The issue has provoked an unusual running floor battle between two Republican senators - Bob Mensch, a former business executive from Montgomery County, and Pat Vance of Cumberland County, the legislature's only registered nurse.
Monday's 31-19 vote on the "study" amendment, proposed by Vance, was largely on party lines, but with notable Republican defections on sex and geographic lines. The measure picked up support of the majority of Republican women as well as several GOP senators from Southeastern Pennsylvania.
A final vote could come as early as Tuesday.
Vance, the lead sponsor of the original bill, said a study would shed light in the dispute over whether new requirements would shutter clinics. "Some say, 'Yes, it would shut them down'; others say, 'No, it won't,' " she said.
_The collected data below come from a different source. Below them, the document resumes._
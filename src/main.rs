use clap::{Parser, Subcommand};
use std::process::ExitCode;
use std::time::Duration;

use swath_o_mat::config::{Config, OrbitConfig};
use swath_o_mat::geo::normalize_heading;
use swath_o_mat::orbit::{ground_track, propagate, OrbitSample};
use swath_o_mat::swath::{compute_corners, SwathGeometry};
use swath_o_mat::tracker::Tracker;
use swath_o_mat::web::{self, server::log_events};

#[derive(Parser)]
#[command(name = "swath-o-mat")]
#[command(about = "SAR swath geometry and realtime tracking")]
struct Cli {
    #[command(subcommand)]
    command: Commands,
}

#[derive(Subcommand)]
enum Commands {
    /// Validate a config file and print the derived swath range
    Validate { config: String },
    /// Print the propagated position, or a ground track
    Propagate {
        config: String,
        /// Seconds after the epoch (Kepler) or after now (TLE)
        #[arg(long, default_value_t = 0.0)]
        elapsed: f64,
        /// Ground track length, e.g. "90min"
        #[arg(long)]
        track: Option<String>,
        /// Ground track sample spacing
        #[arg(long, default_value = "60s")]
        step: String,
    },
    /// Print the swath footprint at a point
    Footprint {
        config: String,
        #[arg(long)]
        lat: f64,
        #[arg(long)]
        lon: f64,
        #[arg(long, default_value_t = 0.0)]
        heading: f64,
    },
    /// Run a tracking session, then hand off the remaining pulses
    Track {
        config: String,
        #[arg(long, default_value = "10s")]
        duration: String,
    },
    /// Start the HTTP API
    Serve { config: String },
}

#[tokio::main]
async fn main() -> ExitCode {
    env_logger::Builder::from_env(env_logger::Env::default().default_filter_or("info")).init();
    let cli = Cli::parse();

    match cli.command {
        Commands::Validate { config } => validate(&config),
        Commands::Propagate {
            config,
            elapsed,
            track,
            step,
        } => propagate_cmd(&config, elapsed, track.as_deref(), &step),
        Commands::Footprint {
            config,
            lat,
            lon,
            heading,
        } => footprint(&config, lat, lon, heading),
        Commands::Track { config, duration } => track(&config, &duration).await,
        Commands::Serve { config } => serve(&config).await,
    }
}

fn load(path: &str) -> Option<Config> {
    match Config::from_file(path) {
        Ok(c) => Some(c),
        Err(e) => {
            eprintln!("Config error: {}", e);
            None
        }
    }
}

fn parse_duration(s: &str) -> Option<Duration> {
    match humantime::parse_duration(s.trim()) {
        Ok(d) => Some(d),
        Err(e) => {
            eprintln!("Invalid duration '{}': {}", s, e);
            None
        }
    }
}

fn validate(path: &str) -> ExitCode {
    let Some(config) = load(path) else {
        return ExitCode::FAILURE;
    };
    match config.swath_range() {
        Ok(range) => {
            println!("Config is valid");
            println!("  near range:     {:.1} m", range.near_range);
            println!("  far range:      {:.1} m", range.far_range);
            println!("  swath width:    {:.1} m", range.swath_width);
            println!("  azimuth length: {:.1} m", range.azimuth_length);
            ExitCode::SUCCESS
        }
        Err(e) => {
            eprintln!("Config error: {}", e);
            ExitCode::FAILURE
        }
    }
}

fn propagate_cmd(path: &str, elapsed: f64, track: Option<&str>, step: &str) -> ExitCode {
    let Some(config) = load(path) else {
        return ExitCode::FAILURE;
    };

    let OrbitConfig::Kepler { elements, .. } = &config.orbit else {
        if track.is_some() {
            eprintln!("Ground tracks need a kepler orbit source");
            return ExitCode::FAILURE;
        }
        let source = match config.position_source() {
            Ok(s) => s,
            Err(e) => {
                eprintln!("Orbit error: {}", e);
                return ExitCode::FAILURE;
            }
        };
        let t = chrono::Utc::now() + chrono::Duration::milliseconds((elapsed * 1000.0) as i64);
        return match source.position_at(t) {
            Some(p) => {
                println!(
                    "{}  lat {:.4}  lon {:.4}  alt {:.1} km",
                    t,
                    p.latitude_deg,
                    p.longitude_deg,
                    p.altitude_m / 1000.0
                );
                ExitCode::SUCCESS
            }
            None => {
                eprintln!("Propagation failed at {}", t);
                ExitCode::FAILURE
            }
        };
    };

    let samples = match track {
        None => vec![propagate(elements, elapsed)],
        Some(duration) => {
            let (Some(duration), Some(step)) = (parse_duration(duration), parse_duration(step))
            else {
                return ExitCode::FAILURE;
            };
            ground_track(elements, duration.as_secs_f64(), step.as_secs_f64())
        }
    };
    for sample in &samples {
        print_sample(sample);
    }
    ExitCode::SUCCESS
}

fn print_sample(sample: &OrbitSample) {
    let flag = if sample.converged { "" } else { "  (not converged)" };
    println!(
        "t={:>8.1}s  lat {:>9.4}  lon {:>9.4}  alt {:>8.1} km  nu {:>7.2}{}",
        sample.elapsed_seconds,
        sample.geodetic.latitude_deg,
        sample.geodetic.longitude_deg,
        sample.geodetic.altitude_m / 1000.0,
        sample.true_anomaly_deg,
        flag
    );
}

fn footprint(path: &str, lat: f64, lon: f64, heading: f64) -> ExitCode {
    let Some(config) = load(path) else {
        return ExitCode::FAILURE;
    };
    let range = match config.swath_range() {
        Ok(r) => r,
        Err(e) => {
            eprintln!("Config error: {}", e);
            return ExitCode::FAILURE;
        }
    };
    let geometry = SwathGeometry {
        center_lat: lat,
        center_lon: lon,
        heading: normalize_heading(heading),
        near_range: range.near_range,
        far_range: range.far_range,
        swath_width: range.swath_width,
        azimuth_length: range.azimuth_length,
        satellite_altitude: None,
        look_angle: None,
    };

    match compute_corners(&geometry) {
        Ok(corners) => {
            println!(
                "near {:.1} m  far {:.1} m  width {:.1} m  azimuth {:.1} m",
                range.near_range, range.far_range, range.swath_width, range.azimuth_length
            );
            for (name, [lon, lat]) in ["top_left", "top_right", "bottom_right", "bottom_left"]
                .iter()
                .zip(corners.as_array())
            {
                println!("  {:<12} lat {:>9.4}  lon {:>9.4}", name, lat, lon);
            }
            ExitCode::SUCCESS
        }
        Err(e) => {
            eprintln!("Footprint error: {}", e);
            ExitCode::FAILURE
        }
    }
}

async fn track(path: &str, duration: &str) -> ExitCode {
    let Some(config) = load(path) else {
        return ExitCode::FAILURE;
    };
    let Some(duration) = parse_duration(duration) else {
        return ExitCode::FAILURE;
    };
    let (source, range) = match (config.position_source(), config.swath_range()) {
        (Ok(s), Ok(r)) => (s, r),
        (Err(e), _) | (_, Err(e)) => {
            eprintln!("Config error: {}", e);
            return ExitCode::FAILURE;
        }
    };

    let (mut tracker, events) = Tracker::new(config.tracking.max_swaths, config.echo_backend());
    let logger = tokio::spawn(log_events(events));

    if let Err(e) = tracker
        .start(source, config.sar.clone(), range, config.tracking_options())
        .await
    {
        eprintln!("Tracking error: {}", e);
        return ExitCode::FAILURE;
    }
    tokio::time::sleep(duration).await;

    let status = tracker.status();
    let report = tracker.stop(true).await;
    println!(
        "Tracked {} swaths, {} batches processed, {} failed",
        status.swath_count, status.batches_processed, status.batches_failed
    );
    println!(
        "Final batch: {} pulses handed off, {} dropped",
        report.pulses_handed_off, report.pulses_dropped
    );

    drop(tracker);
    let _ = logger.await;

    match report.error {
        Some(e) => {
            eprintln!("Final batch failed: {}", e);
            ExitCode::FAILURE
        }
        None => ExitCode::SUCCESS,
    }
}

async fn serve(path: &str) -> ExitCode {
    let Some(config) = load(path) else {
        return ExitCode::FAILURE;
    };
    match web::run_server(config).await {
        Ok(()) => ExitCode::SUCCESS,
        Err(e) => {
            eprintln!("Server error: {}", e);
            ExitCode::FAILURE
        }
    }
}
Mensch - who won passage last week of an amendment toughening the restrictions in Vance's original bill - said he was merely following the recommendations of the grand jury report last year that led to murder charges against Philadelphia abortion doctor Kermit Gosnell. That report - which said Gosnell's clinic had gone uninspected for 17 years - prompted calls for tougher scrutiny of abortion clinics.
Mensch's amendment would require clinics that perform abortions after nine weeks of pregnancy to meet the same standards as the nearly 300 "ambulatory surgical facilities" that perform outpatient operations. Those facilities have larger surgical rooms, wider, hospital-grade elevators, and a registered nurse on-site at all times.
Mensch's language would make Pennsylvania's abortion clinic regulations among the nation's most stringent. Ten states, including New Jersey, have similar laws - but they apply only to abortions later in pregnancy.